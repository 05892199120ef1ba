use axum::{
    extract::{Query, State},
    http::{HeaderMap, StatusCode},
    response::IntoResponse,
    routing::{get, post},
    Json, Router,
};
use axum_helpers::{
    errors::responses::{
        BadRequestUuidResponse, BadRequestValidationResponse, InternalServerErrorResponse,
        NotFoundResponse,
    },
    extract_ip_from_headers, extract_user_agent, ActingUser, AuditEvent, AuditOutcome, UuidPath,
    ValidatedJson,
};
use serde_json::json;
use std::sync::Arc;
use utoipa::OpenApi;

use crate::collaborators::{BookingLookup, UserDirectory};
use crate::error::ItemResult;
use crate::models::{
    BookingBrief, Comment, CreateComment, CreateItem, Item, ItemFilter, ItemWithDetails,
    SearchFilter, UpdateItem,
};
use crate::repository::ItemRepository;
use crate::service::ItemService;

const TAG: &str = "items";

/// OpenAPI documentation for Items API
#[derive(OpenApi)]
#[openapi(
    paths(
        create_item,
        own_items,
        search_items,
        get_item,
        update_item,
        add_comment,
    ),
    components(
        schemas(
            Item,
            CreateItem,
            UpdateItem,
            ItemWithDetails,
            Comment,
            CreateComment,
            BookingBrief
        ),
        responses(
            NotFoundResponse,
            BadRequestValidationResponse,
            BadRequestUuidResponse,
            InternalServerErrorResponse
        )
    ),
    tags(
        (name = TAG, description = "Item listing endpoints")
    )
)]
pub struct ApiDoc;

/// Create the item router with all HTTP endpoints
pub fn router<R, U, B>(service: ItemService<R, U, B>) -> Router
where
    R: ItemRepository + 'static,
    U: UserDirectory + 'static,
    B: BookingLookup + 'static,
{
    let shared_service = Arc::new(service);

    Router::new()
        .route("/", get(own_items).post(create_item))
        .route("/search", get(search_items))
        .route("/{id}", get(get_item).patch(update_item))
        .route("/{id}/comment", post(add_comment))
        .with_state(shared_service)
}

/// List a new item
#[utoipa::path(
    post,
    path = "",
    tag = TAG,
    request_body = CreateItem,
    responses(
        (status = 201, description = "Item created successfully", body = Item),
        (status = 400, response = BadRequestValidationResponse),
        (status = 404, response = NotFoundResponse),
        (status = 500, response = InternalServerErrorResponse)
    )
)]
async fn create_item<R, U, B>(
    State(service): State<Arc<ItemService<R, U, B>>>,
    ActingUser(user_id): ActingUser,
    headers: HeaderMap,
    ValidatedJson(input): ValidatedJson<CreateItem>,
) -> ItemResult<impl IntoResponse>
where
    R: ItemRepository,
    U: UserDirectory,
    B: BookingLookup,
{
    let item = service.create_item(user_id, input).await?;

    // Audit log successful creation
    AuditEvent::new(
        Some(user_id.to_string()),
        "item.create",
        Some(format!("item:{}", item.id)),
        AuditOutcome::Success,
    )
    .with_ip(extract_ip_from_headers(&headers))
    .with_user_agent(extract_user_agent(&headers))
    .with_details(json!({
        "name": item.name,
        "available": item.available,
    }))
    .log();

    Ok((StatusCode::CREATED, Json(item)))
}

/// The caller's items with comments and booking context, ordered by id
#[utoipa::path(
    get,
    path = "",
    tag = TAG,
    params(ItemFilter),
    responses(
        (status = 200, description = "The caller's items", body = Vec<ItemWithDetails>),
        (status = 400, response = BadRequestValidationResponse),
        (status = 500, response = InternalServerErrorResponse)
    )
)]
async fn own_items<R, U, B>(
    State(service): State<Arc<ItemService<R, U, B>>>,
    ActingUser(user_id): ActingUser,
    Query(filter): Query<ItemFilter>,
) -> ItemResult<Json<Vec<ItemWithDetails>>>
where
    R: ItemRepository,
    U: UserDirectory,
    B: BookingLookup,
{
    let items = service.own_items(user_id, filter).await?;
    Ok(Json(items))
}

/// Search available items by name or description
#[utoipa::path(
    get,
    path = "/search",
    tag = TAG,
    params(SearchFilter),
    responses(
        (status = 200, description = "Matching available items", body = Vec<Item>),
        (status = 400, response = BadRequestValidationResponse),
        (status = 500, response = InternalServerErrorResponse)
    )
)]
async fn search_items<R, U, B>(
    State(service): State<Arc<ItemService<R, U, B>>>,
    Query(filter): Query<SearchFilter>,
) -> ItemResult<Json<Vec<Item>>>
where
    R: ItemRepository,
    U: UserDirectory,
    B: BookingLookup,
{
    let items = service.search_items(filter).await?;
    Ok(Json(items))
}

/// Get an item with its comments; owners also see booking context
#[utoipa::path(
    get,
    path = "/{id}",
    tag = TAG,
    params(
        ("id" = Uuid, Path, description = "Item ID")
    ),
    responses(
        (status = 200, description = "Item found", body = ItemWithDetails),
        (status = 400, response = BadRequestUuidResponse),
        (status = 404, response = NotFoundResponse),
        (status = 500, response = InternalServerErrorResponse)
    )
)]
async fn get_item<R, U, B>(
    State(service): State<Arc<ItemService<R, U, B>>>,
    ActingUser(user_id): ActingUser,
    UuidPath(id): UuidPath,
) -> ItemResult<Json<ItemWithDetails>>
where
    R: ItemRepository,
    U: UserDirectory,
    B: BookingLookup,
{
    let item = service.get_item(user_id, id).await?;
    Ok(Json(item))
}

/// Update an item (owner only, partial update)
#[utoipa::path(
    patch,
    path = "/{id}",
    tag = TAG,
    params(
        ("id" = Uuid, Path, description = "Item ID")
    ),
    request_body = UpdateItem,
    responses(
        (status = 200, description = "Item updated successfully", body = Item),
        (status = 400, response = BadRequestValidationResponse),
        (status = 404, response = NotFoundResponse),
        (status = 500, response = InternalServerErrorResponse)
    )
)]
async fn update_item<R, U, B>(
    State(service): State<Arc<ItemService<R, U, B>>>,
    ActingUser(user_id): ActingUser,
    UuidPath(id): UuidPath,
    ValidatedJson(input): ValidatedJson<UpdateItem>,
) -> ItemResult<Json<Item>>
where
    R: ItemRepository,
    U: UserDirectory,
    B: BookingLookup,
{
    let item = service.update_item(user_id, id, input).await?;
    Ok(Json(item))
}

/// Comment on an item after renting it
#[utoipa::path(
    post,
    path = "/{id}/comment",
    tag = TAG,
    params(
        ("id" = Uuid, Path, description = "Item ID")
    ),
    request_body = CreateComment,
    responses(
        (status = 201, description = "Comment added", body = Comment),
        (status = 400, response = BadRequestValidationResponse),
        (status = 404, response = NotFoundResponse),
        (status = 500, response = InternalServerErrorResponse)
    )
)]
async fn add_comment<R, U, B>(
    State(service): State<Arc<ItemService<R, U, B>>>,
    ActingUser(user_id): ActingUser,
    UuidPath(id): UuidPath,
    headers: HeaderMap,
    ValidatedJson(input): ValidatedJson<CreateComment>,
) -> ItemResult<impl IntoResponse>
where
    R: ItemRepository,
    U: UserDirectory,
    B: BookingLookup,
{
    let comment = service.add_comment(user_id, id, input).await?;

    // Audit log successful comment
    AuditEvent::new(
        Some(user_id.to_string()),
        "item.comment",
        Some(format!("item:{}", id)),
        AuditOutcome::Success,
    )
    .with_ip(extract_ip_from_headers(&headers))
    .with_user_agent(extract_user_agent(&headers))
    .log();

    Ok((StatusCode::CREATED, Json(comment)))
}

- What the task asks
What is needed is an exact repetition of all the entries above.

- Task solution
repository 05892199120ef1ba
use axum::{
    extract::{Query, State},
    http::{HeaderMap, StatusCode},
    response::IntoResponse,
    routing::{get, post},
    Json, Router,
};
use axum_helpers::{
    errors::responses::{
        BadRequestUuidResponse, BadRequestValidationResponse, InternalServerErrorResponse,
        NotFoundResponse,
    },
    extract_ip_from_headers, extract_user_agent, ActingUser, AuditEvent, AuditOutcome, UuidPath,
    ValidatedJson,
};
use serde_json::json;
use std::sync::Arc;
use utoipa::OpenApi;

use crate::collaborators::{BookingLookup, UserDirectory};
use crate::error::ItemResult;
use crate::models::{
    BookingBrief, Comment, CreateComment, CreateItem, Item, ItemFilter, ItemWithDetails,
    SearchFilter, UpdateItem,
};
use crate::repository::ItemRepository;
use crate::service::ItemService;

const TAG: &str = "items";

/// OpenAPI documentation for Items API
#[derive(OpenApi)]
#[openapi(
    paths(
        create_item,
        own_items,
        search_items,
        get_item,
        update_item,
        add_comment,
    ),
    components(
        schemas(
            Item,
            CreateItem,
            UpdateItem,
            ItemWithDetails,
            Comment,
            CreateComment,
            BookingBrief
        ),
        responses(
            NotFoundResponse,
            BadRequestValidationResponse,
            BadRequestUuidResponse,
            InternalServerErrorResponse
        )
    ),
    tags(
        (name = TAG, description = "Item listing endpoints")
    )
)]
pub struct ApiDoc;

/// Create the item router with all HTTP endpoints
pub fn router<R, U, B>(service: ItemService<R, U, B>) -> Router
where
    R: ItemRepository + 'static,
    U: UserDirectory + 'static,
    B: BookingLookup + 'static,
{
    let shared_service = Arc::new(service);

    Router::new()
        .route("/", get(own_items).post(create_item))
        .route("/search", get(search_items))
        .route("/{id}", get(get_item).patch(update_item))
        .route("/{id}/comment", post(add_comment))
        .with_state(shared_service)
}

/// List a new item
#[utoipa::path(
    post,
    path = "",
    tag = TAG,
    request_body = CreateItem,
    responses(
        (status = 201, description = "Item created successfully", body = Item),
        (status = 400, response = BadRequestValidationResponse),
        (status = 404, response = NotFoundResponse),
        (status = 500, response = InternalServerErrorResponse)
    )
)]
async fn create_item<R, U, B>(
    State(service): State<Arc<ItemService<R, U, B>>>,
    ActingUser(user_id): ActingUser,
    headers: HeaderMap,
    ValidatedJson(input): ValidatedJson<CreateItem>,
) -> ItemResult<impl IntoResponse>
where
    R: ItemRepository,
    U: UserDirectory,
    B: BookingLookup,
{
    let item = service.create_item(user_id, input).await?;

    // Audit log successful creation
    AuditEvent::new(
        Some(user_id.to_string()),
        "item.create",
        Some(format!("item:{}", item.id)),
        AuditOutcome::Success,
    )
    .with_ip(extract_ip_from_headers(&headers))
    .with_user_agent(extract_user_agent(&headers))
    .with_details(json!({
        "name": item.name,
        "available": item.available,
    }))
    .log();

    Ok((StatusCode::CREATED, Json(item)))
}

/// The caller's items with comments and booking context, ordered by id
#[utoipa::path(
    get,
    path = "",
    tag = TAG,
    params(ItemFilter),
    responses(
        (status = 200, description = "The caller's items", body = Vec<ItemWithDetails>),
        (status = 400, response = BadRequestValidationResponse),
        (status = 500, response = InternalServerErrorResponse)
    )
)]
async fn own_items<R, U, B>(
    State(service): State<Arc<ItemService<R, U, B>>>,
    ActingUser(user_id): ActingUser,
    Query(filter): Query<ItemFilter>,
) -> ItemResult<Json<Vec<ItemWithDetails>>>
where
    R: ItemRepository,
    U: UserDirectory,
    B: BookingLookup,
{
    let items = service.own_items(user_id, filter).await?;
    Ok(Json(items))
}

/// Search available items by name or description
#[utoipa::path(
    get,
    path = "/search",
    tag = TAG,
    params(SearchFilter),
    responses(
        (status = 200, description = "Matching available items", body = Vec<Item>),
        (status = 400, response = BadRequestValidationResponse),
        (status = 500, response = InternalServerErrorResponse)
    )
)]
async fn search_items<R, U, B>(
    State(service): State<Arc<ItemService<R, U, B>>>,
    Query(filter): Query<SearchFilter>,
) -> ItemResult<Json<Vec<Item>>>
where
    R: ItemRepository,
    U: UserDirectory,
    B: BookingLookup,
{
    let items = service.search_items(filter).await?;
    Ok(Json(items))
}

/// Get an item with its comments; owners also see booking context
#[utoipa::path(
    get,
    path = "/{id}",
    tag = TAG,
    params(
        ("id" = Uuid, Path, description = "Item ID")
    ),
    responses(
        (status = 200, description = "Item found", body = ItemWithDetails),
        (status = 400, response = BadRequestUuidResponse),
        (status = 404, response = NotFoundResponse),
        (status = 500, response = InternalServerErrorResponse)
    )
)]
async fn get_item<R, U, B>(
    State(service): State<Arc<ItemService<R, U, B>>>,
    ActingUser(user_id): ActingUser,
    UuidPath(id): UuidPath,
) -> ItemResult<Json<ItemWithDetails>>
where
    R: ItemRepository,
    U: UserDirectory,
    B: BookingLookup,
{
    let item = service.get_item(user_id, id).await?;
    Ok(Json(item))
}

/// Update an item (owner only, partial update)
#[utoipa::path(
    patch,
    path = "/{id}",
    tag = TAG,
    params(
        ("id" = Uuid, Path, description = "Item ID")
    ),
    request_body = UpdateItem,
    responses(
        (status = 200, description = "Item updated successfully", body = Item),
        (status = 400, response = BadRequestValidationResponse),
        (status = 404, response = NotFoundResponse),
        (status = 500, response = InternalServerErrorResponse)
    )
)]
async fn update_item<R, U, B>(
    State(service): State<Arc<ItemService<R, U, B>>>,
    ActingUser(user_id): ActingUser,
    UuidPath(id): UuidPath,
    ValidatedJson(input): ValidatedJson<UpdateItem>,
) -> ItemResult<Json<Item>>
where
    R: ItemRepository,
    U: UserDirectory,
    B: BookingLookup,
{
    let item = service.update_item(user_id, id, input).await?;
    Ok(Json(item))
}

/// Comment on an item after renting it
#[utoipa::path(
    post,
    path = "/{id}/comment",
    tag = TAG,
    params(
        ("id" = Uuid, Path, description = "Item ID")
    ),
    request_body = CreateComment,
    responses(
        (status = 201, description = "Comment added", body = Comment),
        (status = 400, response = BadRequestValidationResponse),
        (status = 404, response = NotFoundResponse),
        (status = 500, response = InternalServerErrorResponse)
    )
)]
async fn add_comment<R, U, B>(
    State(service): State<Arc<ItemService<R, U, B>>>,
    ActingUser(user_id): ActingUser,
    UuidPath(id): UuidPath,
    headers: HeaderMap,
    ValidatedJson(input): ValidatedJson<CreateComment>,
) -> ItemResult<impl IntoResponse>
where
    R: ItemRepository,
    U: UserDirectory,
    B: BookingLookup,
{
    let comment = service.add_comment(user_id, id, input).await?;

    // Audit log successful comment
    AuditEvent::new(
        Some(user_id.to_string()),
        "item.comment",
        Some(format!("item:{}", id)),
        AuditOutcome::Success,
    )
    .with_ip(extract_ip_from_headers(&headers))
    .with_user_agent(extract_user_agent(&headers))
    .log();

    Ok((StatusCode::CREATED, Json(comment)))
}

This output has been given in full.